* _Problem to work on_
Write the records out again. Match them exactly.

-- Provided information follows --

use std::collections::{BTreeMap, BTreeSet};
use std::io::{Error, ErrorKind};
use std::path::{Path, PathBuf};
use std::sync::{Arc, Mutex, MutexGuard};

use crate::error::{Result, SurfingError};

use super::ProductStore;

/// In-memory product tree with filesystem semantics.
///
/// Writes require an existing parent directory, renames of missing sources
/// fail, and listings are sorted, matching what [`super::DiskStore`] does on
/// a real disk. Clones share the same tree.
#[derive(Clone, Default)]
pub struct MemoryStore {
    inner: Arc<Mutex<Tree>>,
}

#[derive(Default)]
struct Tree {
    files: BTreeMap<PathBuf, Vec<u8>>,
    dirs: BTreeSet<PathBuf>,
}

impl Tree {
    fn dir_exists(&self, path: &Path) -> bool {
        is_root(path) || self.dirs.contains(path)
    }

    fn parent_exists(&self, path: &Path) -> bool {
        match path.parent() {
            Some(parent) => self.dir_exists(parent),
            None => true,
        }
    }
}

fn is_root(path: &Path) -> bool {
    path.as_os_str().is_empty() || path == Path::new("/") || path == Path::new(".")
}

fn not_found(op: &'static str, path: &Path) -> SurfingError {
    SurfingError::path_io(op, path, Error::new(ErrorKind::NotFound, "no such file or directory"))
}

fn conflict(op: &'static str, path: &Path, msg: &str) -> SurfingError {
    SurfingError::path_io(op, path, Error::new(ErrorKind::AlreadyExists, msg.to_string()))
}

impl MemoryStore {
    pub fn new() -> Self {
        Self::default()
    }

    fn tree(&self) -> MutexGuard<'_, Tree> {
        // A panic while holding the lock leaves the tree usable for inspection.
        self.inner.lock().unwrap_or_else(|p| p.into_inner())
    }

    /// Every file in the store, sorted.
    pub fn files(&self) -> Vec<PathBuf> {
        self.tree().files.keys().cloned().collect()
    }

    /// Every directory in the store, sorted.
    pub fn dirs(&self) -> Vec<PathBuf> {
        self.tree().dirs.iter().cloned().collect()
    }

    pub fn read_string(&self, path: &Path) -> Result<String> {
        let bytes = self.read(path)?;
        Ok(String::from_utf8_lossy(&bytes).into_owned())
    }

    /// Create a file and all of its parent directories.
    pub fn seed(&self, path: &Path, contents: &[u8]) -> Result<()> {
        if let Some(parent) = path.parent() {
            self.ensure_dir(parent)?;
        }
        self.write(path, contents)
    }
}

impl ProductStore for MemoryStore {
    fn exists(&self, path: &Path) -> bool {
        let tree = self.tree();
        tree.files.contains_key(path) || tree.dir_exists(path)
    }

    fn is_dir(&self, path: &Path) -> bool {
        self.tree().dir_exists(path)
    }

    fn ensure_dir(&self, path: &Path) -> Result<()> {
        let mut tree = self.tree();
        let mut missing = Vec::new();
        for ancestor in path.ancestors() {
            if is_root(ancestor) || tree.dirs.contains(ancestor) {
                break;
            }
            if tree.files.contains_key(ancestor) {
                return Err(conflict("create_dir", ancestor, "file exists"));
            }
            missing.push(ancestor.to_path_buf());
        }
        tree.dirs.extend(missing);
        Ok(())
    }

    fn list_files(&self, dir: &Path) -> Result<Vec<PathBuf>> {
        let tree = self.tree();
        if !tree.dir_exists(dir) {
            return Err(not_found("read_dir", dir));
        }
        Ok(tree
            .files
            .keys()
            .filter(|p| p.parent() == Some(dir))
            .cloned()
            .collect())
    }

    fn list_dirs(&self, dir: &Path) -> Result<Vec<PathBuf>> {
        let tree = self.tree();
        if !tree.dir_exists(dir) {
            return Err(not_found("read_dir", dir));
        }
        Ok(tree
            .dirs
            .iter()
            .filter(|p| p.parent() == Some(dir))
            .cloned()
            .collect())
    }

    fn read(&self, path: &Path) -> Result<Vec<u8>> {
        self.tree()
            .files
            .get(path)
            .cloned()
            .ok_or_else(|| not_found("read", path))
    }

    fn write(&self, path: &Path, contents: &[u8]) -> Result<()> {
        let mut tree = self.tree();
        if !tree.parent_exists(path) {
            return Err(not_found("write", path));
        }
        if tree.dir_exists(path) {
            return Err(conflict("write", path, "is a directory"));
        }
        tree.files.insert(path.to_path_buf(), contents.to_vec());
        Ok(())
    }

    fn copy(&self, from: &Path, to: &Path) -> Result<()> {
        let contents = self.read(from)?;
        self.write(to, &contents)
    }

    fn rename(&self, from: &Path, to: &Path) -> Result<()> {
        let mut tree = self.tree();
        if !tree.parent_exists(to) {
            return Err(not_found("rename", to));
        }
        if let Some(contents) = tree.files.get(from).cloned() {
            if tree.dir_exists(to) {
                return Err(conflict("rename", to, "is a directory"));
            }
            tree.files.remove(from);
            tree.files.insert(to.to_path_buf(), contents);
            return Ok(());
        }
        if !tree.dirs.contains(from) {
            return Err(not_found("rename", from));
        }
        if tree.files.contains_key(to) {
            return Err(conflict("rename", to, "not a directory"));
        }
        let occupied = tree.files.keys().any(|p| p.starts_with(to))
            || tree.dirs.iter().any(|p| p != to && p.starts_with(to));
        if occupied {
            return Err(conflict("rename", to, "directory not empty"));
        }

        let rekey = |p: &Path| to.join(p.strip_prefix(from).unwrap_or(p));
        let moved_dirs: Vec<PathBuf> = tree
            .dirs
            .iter()
            .filter(|p| p.starts_with(from))
            .cloned()
            .collect();
        for dir in moved_dirs {
            tree.dirs.remove(&dir);
            tree.dirs.insert(rekey(&dir));
        }
        let moved_files: Vec<PathBuf> = tree
            .files
            .keys()
            .filter(|p| p.starts_with(from))
            .cloned()
            .collect();
        for file in moved_files {
            if let Some(contents) = tree.files.remove(&file) {
                tree.files.insert(rekey(&file), contents);
            }
        }
        Ok(())
    }

    fn remove_file(&self, path: &Path) -> Result<()> {
        self.tree()
            .files
            .remove(path)
            .map(|_| ())
            .ok_or_else(|| not_found("remove_file", path))
    }

    fn remove_dir_all(&self, path: &Path) -> Result<()> {
        let mut tree = self.tree();
        if !tree.dirs.contains(path) {
            return Err(not_found("remove_dir", path));
        }
        tree.files.retain(|p, _| !p.starts_with(path));
        tree.dirs.retain(|p| !p.starts_with(path));
        Ok(())
    }
}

-- Provided information concluded --

* _Worked solution_
use std::collections::{BTreeMap, BTreeSet};
use std::io::{Error, ErrorKind};
use std::path::{Path, PathBuf};
use std::sync::{Arc, Mutex, MutexGuard};

use crate::error::{Result, SurfingError};

use super::ProductStore;

/// In-memory product tree with filesystem semantics.
///
/// Writes require an existing parent directory, renames of missing sources
/// fail, and listings are sorted, matching what [`super::DiskStore`] does on
/// a real disk. Clones share the same tree.
#[derive(Clone, Default)]
pub struct MemoryStore {
    inner: Arc<Mutex<Tree>>,
}

#[derive(Default)]
struct Tree {
    files: BTreeMap<PathBuf, Vec<u8>>,
    dirs: BTreeSet<PathBuf>,
}

impl Tree {
    fn dir_exists(&self, path: &Path) -> bool {
        is_root(path) || self.dirs.contains(path)
    }

    fn parent_exists(&self, path: &Path) -> bool {
        match path.parent() {
            Some(parent) => self.dir_exists(parent),
            None => true,
        }
    }
}

fn is_root(path: &Path) -> bool {
    path.as_os_str().is_empty() || path == Path::new("/") || path == Path::new(".")
}

fn not_found(op: &'static str, path: &Path) -> SurfingError {
    SurfingError::path_io(op, path, Error::new(ErrorKind::NotFound, "no such file or directory"))
}

fn conflict(op: &'static str, path: &Path, msg: &str) -> SurfingError {
    SurfingError::path_io(op, path, Error::new(ErrorKind::AlreadyExists, msg.to_string()))
}

impl MemoryStore {
    pub fn new() -> Self {
        Self::default()
    }

    fn tree(&self) -> MutexGuard<'_, Tree> {
        // A panic while holding the lock leaves the tree usable for inspection.
        self.inner.lock().unwrap_or_else(|p| p.into_inner())
    }

    /// Every file in the store, sorted.
    pub fn files(&self) -> Vec<PathBuf> {
        self.tree().files.keys().cloned().collect()
    }

    /// Every directory in the store, sorted.
    pub fn dirs(&self) -> Vec<PathBuf> {
        self.tree().dirs.iter().cloned().collect()
    }

    pub fn read_string(&self, path: &Path) -> Result<String> {
        let bytes = self.read(path)?;
        Ok(String::from_utf8_lossy(&bytes).into_owned())
    }

    /// Create a file and all of its parent directories.
    pub fn seed(&self, path: &Path, contents: &[u8]) -> Result<()> {
        if let Some(parent) = path.parent() {
            self.ensure_dir(parent)?;
        }
        self.write(path, contents)
    }
}

impl ProductStore for MemoryStore {
    fn exists(&self, path: &Path) -> bool {
        let tree = self.tree();
        tree.files.contains_key(path) || tree.dir_exists(path)
    }

    fn is_dir(&self, path: &Path) -> bool {
        self.tree().dir_exists(path)
    }

    fn ensure_dir(&self, path: &Path) -> Result<()> {
        let mut tree = self.tree();
        let mut missing = Vec::new();
        for ancestor in path.ancestors() {
            if is_root(ancestor) || tree.dirs.contains(ancestor) {
                break;
            }
            if tree.files.contains_key(ancestor) {
                return Err(conflict("create_dir", ancestor, "file exists"));
            }
            missing.push(ancestor.to_path_buf());
        }
        tree.dirs.extend(missing);
        Ok(())
    }

    fn list_files(&self, dir: &Path) -> Result<Vec<PathBuf>> {
        let tree = self.tree();
        if !tree.dir_exists(dir) {
            return Err(not_found("read_dir", dir));
        }
        Ok(tree
            .files
            .keys()
            .filter(|p| p.parent() == Some(dir))
            .cloned()
            .collect())
    }

    fn list_dirs(&self, dir: &Path) -> Result<Vec<PathBuf>> {
        let tree = self.tree();
        if !tree.dir_exists(dir) {
            return Err(not_found("read_dir", dir));
        }
        Ok(tree
            .dirs
            .iter()
            .filter(|p| p.parent() == Some(dir))
            .cloned()
            .collect())
    }

    fn read(&self, path: &Path) -> Result<Vec<u8>> {
        self.tree()
            .files
            .get(path)
            .cloned()
            .ok_or_else(|| not_found("read", path))
    }

    fn write(&self, path: &Path, contents: &[u8]) -> Result<()> {
        let mut tree = self.tree();
        if !tree.parent_exists(path) {
            return Err(not_found("write", path));
        }
        if tree.dir_exists(path) {
            return Err(conflict("write", path, "is a directory"));
        }
        tree.files.insert(path.to_path_buf(), contents.to_vec());
        Ok(())
    }

    fn copy(&self, from: &Path, to: &Path) -> Result<()> {
        let contents = self.read(from)?;
        self.write(to, &contents)
    }

    fn rename(&self, from: &Path, to: &Path) -> Result<()> {
        let mut tree = self.tree();
        if !tree.parent_exists(to) {
            return Err(not_found("rename", to));
        }
        if let Some(contents) = tree.files.get(from).cloned() {
            if tree.dir_exists(to) {
                return Err(conflict("rename", to, "is a directory"));
            }
            tree.files.remove(from);
            tree.files.insert(to.to_path_buf(), contents);
            return Ok(());
        }
        if !tree.dirs.contains(from) {
            return Err(not_found("rename", from));
        }
        if tree.files.contains_key(to) {
            return Err(conflict("rename", to, "not a directory"));
        }
        let occupied = tree.files.keys().any(|p| p.starts_with(to))
            || tree.dirs.iter().any(|p| p != to && p.starts_with(to));
        if occupied {
            return Err(conflict("rename", to, "directory not empty"));
        }

        let rekey = |p: &Path| to.join(p.strip_prefix(from).unwrap_or(p));
        let moved_dirs: Vec<PathBuf> = tree
            .dirs
            .iter()
            .filter(|p| p.starts_with(from))
            .cloned()
            .collect();
        for dir in moved_dirs {
            tree.dirs.remove(&dir);
            tree.dirs.insert(rekey(&dir));
        }
        let moved_files: Vec<PathBuf> = tree
            .files
            .keys()
            .filter(|p| p.starts_with(from))
            .cloned()
            .collect();
        for file in moved_files {
            if let Some(contents) = tree.files.remove(&file) {
                tree.files.insert(rekey(&file), contents);
            }
        }
        Ok(())
    }

    fn remove_file(&self, path: &Path) -> Result<()> {
        self.tree()
            .files
            .remove(path)
            .map(|_| ())
            .ok_or_else(|| not_found("remove_file", path))
    }

    fn remove_dir_all(&self, path: &Path) -> Result<()> {
        let mut tree = self.tree();
        if !tree.dirs.contains(path) {
            return Err(not_found("remove_dir", path));
        }
        tree.files.retain(|p, _| !p.starts_with(path));
        tree.dirs.retain(|p| !p.starts_with(path));
        Ok(())
    }
}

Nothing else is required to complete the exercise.